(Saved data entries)
═══
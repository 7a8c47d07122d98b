//! Simulation configuration and builder
//!
//! This module provides the validated configuration consumed by
//! [`Simulation`](crate::Simulation).

#[cfg(feature = "serde")]
use serde::{Deserialize, Serialize};

use crate::automaton::{Rules, Thresholds};
use crate::error::{AutomatonError, Result};
use crate::geometry::Bounds;
use crate::repulsion::Repulsion;

/// Configuration for a deterministic automaton run
///
/// The same configuration (seed included) replays the same sequence of
/// generations, provided the host drives it with the same `step`/`resize`/
/// `reseed` calls.
///
/// # Example
///
/// ```rust
/// use voronoi_automaton::*;
///
/// let config = SimulationConfigBuilder::new()
///     .seed(42)
///     .canvas(1024.0, 768.0)
///     .unwrap()
///     .build()
///     .unwrap();
///
/// # #[cfg(feature = "serde")]
/// # {
/// let json = serde_json::to_string(&config).unwrap();
/// let restored: SimulationConfig = serde_json::from_str(&json).unwrap();
/// assert_eq!(config, restored);
/// # }
/// ```
#[cfg_attr(feature = "serde", derive(Serialize, Deserialize))]
#[derive(Debug, Clone, Copy, PartialEq)]
pub struct SimulationConfig {
    /// Seed for site placement, spawn jitter and coincident-site nudges
    pub seed: u64,

    /// Canvas width in world units
    pub width: f64,

    /// Canvas height in world units
    pub height: f64,

    /// Sites placed by every (re)seed
    pub initial_sites: usize,

    /// Birth/survival/death thresholds
    pub thresholds: Thresholds,

    /// Hard cap on the population of any generation
    pub max_sites: usize,

    /// A generation smaller than this triggers a fresh reseed
    pub min_population: usize,

    /// Interaction radius as a fraction of the canvas' smaller dimension
    ///
    /// The radius is `floor(min(width, height) * interaction_fraction)`.
    pub interaction_fraction: f64,

    /// Repulsion force scale (0..=1)
    pub force_strength: f64,

    /// Per-step velocity damping (0..1, higher is smoother)
    pub damping: f64,

    /// Logical simulation rate, independent of the render rate
    pub steps_per_second: f64,
}

impl SimulationConfig {
    /// Canvas bounds `[0, width] × [0, height]`
    #[inline]
    pub fn bounds(&self) -> Bounds {
        Bounds::new(self.width, self.height)
    }

    /// Automaton rules (thresholds and population cap)
    #[inline]
    pub fn rules(&self) -> Rules {
        Rules {
            thresholds: self.thresholds,
            max_sites: self.max_sites,
        }
    }

    /// Interaction radius for a canvas of the given bounds
    #[inline]
    pub fn interaction_radius(&self, bounds: &Bounds) -> f64 {
        (bounds.min_dimension() * self.interaction_fraction).floor()
    }

    /// Repulsion parameters for a canvas of the given bounds
    #[inline]
    pub fn repulsion(&self, bounds: &Bounds) -> Repulsion {
        Repulsion {
            radius: self.interaction_radius(bounds),
            strength: self.force_strength,
            damping: self.damping,
        }
    }

    /// Duration of one simulation step in milliseconds
    #[inline]
    pub fn step_interval_ms(&self) -> f64 {
        1000.0 / self.steps_per_second
    }
}

impl Default for SimulationConfig {
    fn default() -> Self {
        SimulationConfigBuilder::new().build().unwrap()
    }
}

/// Builder for creating SimulationConfig with validation
///
/// # Example
///
/// ```rust
/// use voronoi_automaton::*;
///
/// let config = SimulationConfigBuilder::new()
///     .seed(7)
///     .thresholds(2, 5, 8)
///     .unwrap()
///     .max_sites(400)
///     .unwrap()
///     .damping(0.8)
///     .unwrap()
///     .build()
///     .unwrap();
///
/// assert_eq!(config.thresholds.spawn, 5);
/// ```
#[derive(Debug, Clone)]
pub struct SimulationConfigBuilder {
    seed: Option<u64>,
    width: f64,
    height: f64,
    initial_sites: usize,
    thresholds: Thresholds,
    max_sites: usize,
    min_population: usize,
    interaction_fraction: f64,
    force_strength: f64,
    damping: f64,
    steps_per_second: f64,
}

impl SimulationConfigBuilder {
    /// Create a new builder with default values
    ///
    /// Defaults:
    /// - seed: Random (generated from thread_rng)
    /// - canvas: 800 × 600
    /// - initial_sites: 50
    /// - thresholds: 3 / 6 / 7
    /// - max_sites: 1000
    /// - min_population: 10
    /// - interaction_fraction: 0.1
    /// - force_strength: 0.25
    /// - damping: 0.9
    /// - steps_per_second: 10
    pub fn new() -> Self {
        Self {
            seed: None,
            width: 800.0,
            height: 600.0,
            initial_sites: 50,
            thresholds: Thresholds::default(),
            max_sites: 1000,
            min_population: 10,
            interaction_fraction: 0.1,
            force_strength: 0.25,
            damping: 0.9,
            steps_per_second: 10.0,
        }
    }

    /// Set the random seed
    pub fn seed(mut self, seed: u64) -> Self {
        self.seed = Some(seed);
        self
    }

    /// Set the canvas size
    ///
    /// # Errors
    ///
    /// Returns `InvalidConfig` unless both dimensions are positive and finite
    pub fn canvas(mut self, width: f64, height: f64) -> Result<Self> {
        validate_canvas(width, height)?;
        self.width = width;
        self.height = height;
        Ok(self)
    }

    /// Set the number of sites placed on every (re)seed
    ///
    /// # Errors
    ///
    /// Returns `InvalidConfig` if `count` is zero
    pub fn initial_sites(mut self, count: usize) -> Result<Self> {
        if count == 0 {
            return Err(AutomatonError::InvalidConfig(
                "initial site count must be >= 1".to_string(),
            ));
        }
        self.initial_sites = count;
        Ok(self)
    }

    /// Set the automaton thresholds `A < B < C`
    ///
    /// # Errors
    ///
    /// Returns `InvalidConfig` unless `survive < spawn < overcrowd`
    pub fn thresholds(mut self, survive: usize, spawn: usize, overcrowd: usize) -> Result<Self> {
        self.thresholds = Thresholds::new(survive, spawn, overcrowd)?;
        Ok(self)
    }

    /// Set the population cap
    ///
    /// # Errors
    ///
    /// Returns `InvalidConfig` if `max` is zero
    pub fn max_sites(mut self, max: usize) -> Result<Self> {
        if max == 0 {
            return Err(AutomatonError::InvalidConfig(
                "max sites must be >= 1".to_string(),
            ));
        }
        self.max_sites = max;
        Ok(self)
    }

    /// Set the population floor below which the simulation reseeds
    pub fn min_population(mut self, min: usize) -> Self {
        self.min_population = min;
        self
    }

    /// Set the interaction radius as a fraction of the canvas' smaller side
    ///
    /// # Errors
    ///
    /// Returns `InvalidConfig` unless `0 < fraction <= 1`
    pub fn interaction_fraction(mut self, fraction: f64) -> Result<Self> {
        if !(fraction > 0.0 && fraction <= 1.0) {
            return Err(AutomatonError::InvalidConfig(format!(
                "interaction fraction must be in (0, 1] (got {})",
                fraction
            )));
        }
        self.interaction_fraction = fraction;
        Ok(self)
    }

    /// Set the repulsion force scale
    ///
    /// # Errors
    ///
    /// Returns `InvalidConfig` unless `0 <= strength <= 1`
    pub fn force_strength(mut self, strength: f64) -> Result<Self> {
        if !(0.0..=1.0).contains(&strength) {
            return Err(AutomatonError::InvalidConfig(format!(
                "force strength must be in [0, 1] (got {})",
                strength
            )));
        }
        self.force_strength = strength;
        Ok(self)
    }

    /// Set the velocity damping factor
    ///
    /// # Errors
    ///
    /// Returns `InvalidConfig` unless `0 <= damping < 1`
    pub fn damping(mut self, damping: f64) -> Result<Self> {
        if !(0.0..1.0).contains(&damping) {
            return Err(AutomatonError::InvalidConfig(format!(
                "damping must be in [0, 1) (got {})",
                damping
            )));
        }
        self.damping = damping;
        Ok(self)
    }

    /// Set the logical simulation rate
    ///
    /// # Errors
    ///
    /// Returns `InvalidConfig` unless the rate is positive and finite
    pub fn steps_per_second(mut self, rate: f64) -> Result<Self> {
        if !(rate > 0.0 && rate.is_finite()) {
            return Err(AutomatonError::InvalidConfig(format!(
                "steps per second must be positive (got {})",
                rate
            )));
        }
        self.steps_per_second = rate;
        Ok(self)
    }

    /// Build the configuration
    ///
    /// If no seed was provided, generates a random seed using thread_rng.
    ///
    /// # Errors
    ///
    /// Returns `InvalidConfig` unless
    /// `min_population <= initial_sites <= max_sites`. A floor above the seed
    /// size or the cap would reseed on every generation.
    pub fn build(self) -> Result<SimulationConfig> {
        if self.min_population > self.max_sites {
            return Err(AutomatonError::InvalidConfig(format!(
                "min population {} exceeds max sites {}",
                self.min_population, self.max_sites
            )));
        }
        if self.initial_sites > self.max_sites {
            return Err(AutomatonError::InvalidConfig(format!(
                "initial sites {} exceed max sites {}",
                self.initial_sites, self.max_sites
            )));
        }
        if self.initial_sites < self.min_population {
            return Err(AutomatonError::InvalidConfig(format!(
                "initial sites {} below min population {}",
                self.initial_sites, self.min_population
            )));
        }

        let seed = self.seed.unwrap_or_else(rand::random);

        Ok(SimulationConfig {
            seed,
            width: self.width,
            height: self.height,
            initial_sites: self.initial_sites,
            thresholds: self.thresholds,
            max_sites: self.max_sites,
            min_population: self.min_population,
            interaction_fraction: self.interaction_fraction,
            force_strength: self.force_strength,
            damping: self.damping,
            steps_per_second: self.steps_per_second,
        })
    }
}

impl Default for SimulationConfigBuilder {
    fn default() -> Self {
        Self::new()
    }
}

/// Canvas dimensions must be positive and finite
pub(crate) fn validate_canvas(width: f64, height: f64) -> Result<()> {
    if !(width > 0.0 && height > 0.0 && width.is_finite() && height.is_finite()) {
        return Err(AutomatonError::InvalidConfig(format!(
            "canvas must have positive size (got {} x {})",
            width, height
        )));
    }
    Ok(())
}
═══
[TASK DETAILS] What is needed is one number: how many lines of the records above contain the word "dimensions".

[EXPECTED ANSWER] 2